Tutto è granulare

Tutto è granulare

di Massimo Corrado Di Florio

Anche l’imbecillità umana lo è e, perfino, l’intelligenza degli uomini. Una grandiosa massa di microgranuli infinitesimali che compongono il tutto. Un tutto “democritamente” (sì, avete letto bene, non democraticamente) ammassato. E Tutto, ma proprio tutto, non sta mai fermo.

Ma allora com’è possibile che la roccia sia così compatta? e che dire del globo terrestre visto da lontano? Ad esempio dalla luna? Un’illusione mi assale. Insieme ad essa, anche le poche certezze che mi hanno accompagnato in questi sessantuno anni di vita: si sgretolano, si fanno granuli irrequieti in perenne movimento. Siamo piccoli con dentro piccoli atomi e sempre più piccole particelle che ci compongono.

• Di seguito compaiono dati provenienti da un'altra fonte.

//! Scalar values carried as bound parameters and returned as result cells.

use std::collections::BTreeMap;
use std::fmt;

use serde::{Deserialize, Serialize};

/// Untagged scalar so that query literals and result rows read as plain JSON.
#[derive(Clone, Debug, PartialEq, Serialize, Deserialize)]
#[serde(untagged)]
pub enum Value {
    /// Null literal.
    Null,
    /// Boolean literal.
    Bool(bool),
    /// Signed 64-bit integer literal.
    Int(i64),
    /// 64-bit floating point literal.
    Float(f64),
    /// UTF-8 string literal.
    String(String),
}

/// Single output row keyed by column alias.
pub type Row = BTreeMap<String, Value>;

impl Value {
    /// Returns the string payload, if any.
    pub fn as_str(&self) -> Option<&str> {
        match self {
            Value::String(s) => Some(s),
            _ => None,
        }
    }
}

// Explain traces list parameters by this form.
impl fmt::Display for Value {
    fn fmt(&self, f: &mut fmt::Formatter<'_>) -> fmt::Result {
        match self {
            Value::Null => f.write_str("null"),
            Value::Bool(v) => write!(f, "{v}"),
            Value::Int(v) => write!(f, "{v}"),
            Value::Float(v) => write!(f, "{v}"),
            Value::String(v) => f.write_str(v),
        }
    }
}

impl From<&str> for Value {
    fn from(value: &str) -> Self {
        Value::String(value.to_owned())
    }
}

impl From<String> for Value {
    fn from(value: String) -> Self {
        Value::String(value)
    }
}

impl From<bool> for Value {
    fn from(value: bool) -> Self {
        Value::Bool(value)
    }
}

impl From<i64> for Value {
    fn from(value: i64) -> Self {
        Value::Int(value)
    }
}

impl From<f64> for Value {
    fn from(value: f64) -> Self {
        Value::Float(value)
    }
}
//! Relational execution seam.

use rusqlite::types::{ToSql, ToSqlOutput, Value as SqlValue, ValueRef};
use tracing::trace;

use crate::query::sql::SelectQuery;
use crate::query::{Row, Value};
use crate::store::{execution_error, SqliteStore};
use crate::types::Result;

/// Executes or renders finished statements.
pub trait RelationalBackend {
    /// Runs the statement and returns every row.
    fn fetch(&self, query: &SelectQuery) -> Result<Vec<Row>>;

    /// Renders the statement text for display.
    fn render(&self, query: &SelectQuery, formatted: bool) -> String {
        query.render(formatted)
    }
}

/// Backend executing statements on a [`SqliteStore`].
#[derive(Clone)]
pub struct SqliteBackend {
    store: SqliteStore,
}

impl SqliteBackend {
    /// Creates a backend over the given store.
    pub fn new(store: SqliteStore) -> Self {
        Self { store }
    }
}

impl RelationalBackend for SqliteBackend {
    fn fetch(&self, query: &SelectQuery) -> Result<Vec<Row>> {
        let (sql, params) = query.to_sql(false);
        trace!(sql = %sql, params = params.len(), "fetching");
        self.store
            .with_conn(|conn| {
                let mut stmt = conn.prepare(&sql)?;
                let names: Vec<String> =
                    stmt.column_names().into_iter().map(str::to_owned).collect();
                let mut rows = stmt.query(rusqlite::params_from_iter(params.iter()))?;
                let mut out = Vec::new();
                while let Some(row) = rows.next()? {
                    let mut record = Row::new();
                    for (idx, name) in names.iter().enumerate() {
                        record.insert(name.clone(), from_sql(row.get_ref(idx)?));
                    }
                    out.push(record);
                }
                Ok(out)
            })
            .map_err(execution_error)
    }
}

impl ToSql for Value {
    fn to_sql(&self) -> rusqlite::Result<ToSqlOutput<'_>> {
        Ok(match self {
            Value::Null => ToSqlOutput::Owned(SqlValue::Null),
            Value::Bool(v) => ToSqlOutput::Owned(SqlValue::Integer(i64::from(*v))),
            Value::Int(v) => ToSqlOutput::Owned(SqlValue::Integer(*v)),
            Value::Float(v) => ToSqlOutput::Owned(SqlValue::Real(*v)),
            Value::String(v) => ToSqlOutput::Borrowed(ValueRef::Text(v.as_bytes())),
        })
    }
}

fn from_sql(value: ValueRef<'_>) -> Value {
    match value {
        ValueRef::Null => Value::Null,
        ValueRef::Integer(v) => Value::Int(v),
        ValueRef::Real(v) => Value::Float(v),
        ValueRef::Text(bytes) | ValueRef::Blob(bytes) => {
            Value::String(String::from_utf8_lossy(bytes).into_owned())
        }
    }
}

L’illusione di essere i protagonisti assoluti di una danza planetaria ci àncora alle poche, ultime, certezze di una grammatica di vita ingarbugliata.

“..Ci si abitua. Sì, tante volte sentiamo dire, o lo diciamo noi stessi, Ci si abitua, lo diciamo, o lo dicono, con una serenità che sembra autentica, perchè in realtà non esiste, o ancora non si è scoperto, altro modo di manifestare all’esterno con tutta la dignità possibile le nostre rassegnazioni, quello che invece nessuno domanda è a costo di cosa, ci si abitua…”

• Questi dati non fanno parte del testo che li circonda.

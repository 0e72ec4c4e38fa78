//! Entry service
//!
//! Records new transactions. Before writing, the entry is checked against
//! the current state of its period; any resulting warnings are returned to
//! the caller alongside the saved row. Warnings never stop the write.

use tracing::{info, warn};

use crate::config::BudgetConfig;
use crate::error::{LedgerError, LedgerResult};
use crate::models::{CategoryClass, Period, Transaction, Warning};
use crate::storage::TransactionStore;

use super::aggregate::{aggregate, evaluate_warnings};

/// Result of recording an entry
#[derive(Debug, Clone)]
pub struct EntryOutcome {
    pub period: Period,
    pub transaction: Transaction,
    /// Limits this entry pushed past
    pub warnings: Vec<Warning>,
    /// The category matched neither a bucket nor the income label
    pub unrecognized_category: bool,
}

/// Service for recording transactions
pub struct EntryService<'a, S: TransactionStore + ?Sized> {
    store: &'a S,
    config: &'a BudgetConfig,
}

impl<'a, S: TransactionStore + ?Sized> EntryService<'a, S> {
    pub fn new(store: &'a S, config: &'a BudgetConfig) -> Self {
        Self { store, config }
    }

    /// Warnings the entry would trigger, without writing anything
    pub fn check(&self, candidate: &Transaction) -> LedgerResult<Vec<Warning>> {
        let period = candidate.period();
        let rows = self.store.fetch_period(&period)?;
        let state = aggregate(&rows, self.config);

        Ok(evaluate_warnings(
            candidate.value(),
            &candidate.category,
            &state,
            self.config,
        ))
    }

    /// Validate, pre-check and append an entry
    pub fn record(&self, transaction: Transaction) -> LedgerResult<EntryOutcome> {
        transaction
            .validate()
            .map_err(|e| LedgerError::Validation(e.to_string()))?;

        let unrecognized_category = matches!(
            self.config.classify(&transaction.category),
            CategoryClass::Unrecognized
        );
        if unrecognized_category {
            warn!(category = %transaction.category, "recording under an unconfigured category");
        }

        let warnings = self.check(&transaction)?;
        let period = transaction.period();
        self.store.append(&period, &transaction)?;

        info!(%period, warnings = warnings.len(), "recorded entry");

        Ok(EntryOutcome {
            period,
            transaction,
            warnings,
            unrecognized_category,
        })
    }
}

Ah, questa “rassicurante amarezza” del Grande Saramago, con la sua impareggiabile maestrìa nell’uso delle interpunzioni, quanto è lucida nella sua assoluta verità. Un falso Universo di certezze costruito dal più incerto degli elementi dell’Universo stesso – il nostro pensiero claudicante e impaurito – che ci spinge, timidi e rassegnati, a disegnare confini, mutevoli, grazie alla mano stessa che li ha creati, Noi.

Un imbroglio colossale che ci consente di essere un “oltre” quando ancora osserviamo la linea di quello stesso “oltre” solo apparentemente lontano. In realtà è la funzionalità dell’oltre, di ciò che sta ben al di là di noi, che ci rassicura. Guai a chi indugia sulla granularità dell’universo mondo! La aspra critica delle convenzioni (spettacolari invenzioni della finitezza umana) è vietata poichè è nichilismo allo stato puro.

Il rimedio? credere al dogma, uno qualsiasi. E vaglielo poi a raccontare al fisico quantistico di turno o, se proprio si vuol volare più basso, all’esperto informatico che gioca con l’intelligenza artificiale. E, visto che ci siamo, andiamo a raccontarglielo anche all’intelligenza artificiale. A patto che non le abbiamo ancora insegnato il concetto di confine e non l’abbiamo tramortita con le nostre mutevoli convenzioni sui confini stessi. Altrimenti, è assai probabile che riderebbe di gusto…disprezzandoci.

Il primo uomo che, avendo recintato un terreno, ebbe l’idea di proclamare questo è mio, e trovò altri così ingenui da credergli, costui è stato il vero fondatore della società civile. Quanti delitti, quante guerre, quanti assassinii, quante miserie, quanti orrori avrebbe risparmiato al genere umano colui che, strappando i pali o colmando il fosso, avesse gridato ai suoi simili: «Guardatevi dall’ascoltare questo impostore; se dimenticherete che i frutti sono di tutti e che la terra non è di nessuno, sarete perduti! ” Nemmeno vi dico chi l’ha scritto. Dovrebbe essere assai noto.

In questa mia personalissima voglia di raccontare, se solo fossi un animista convinto, proverei a intessere una narrazione verso chi se ne è letteralmente fottuto di qualsivoglia confine o di qualunque altro “oltre“.

Essì, proprio a lui mi rivolgerei, a quel virus maledetto codificato con un numero primo. Anche il virus 19 è granulare. Sta un po’ qui e un po’ lì. Senza confini, per l’appunto, e visto che c’è, senza un briciolo di intelligenza. Noi, poveretti che siamo, circondati da acclamati idioti, sballottati, un po’ qui e un po’ lì, in un crogiolo di mezze verità, ci stiamo perdendo. Loro, invece, inafferrabili, come mister covid.

Ci si abitua a tutto, persino all’idiozia più folle. E’ più facile crederle.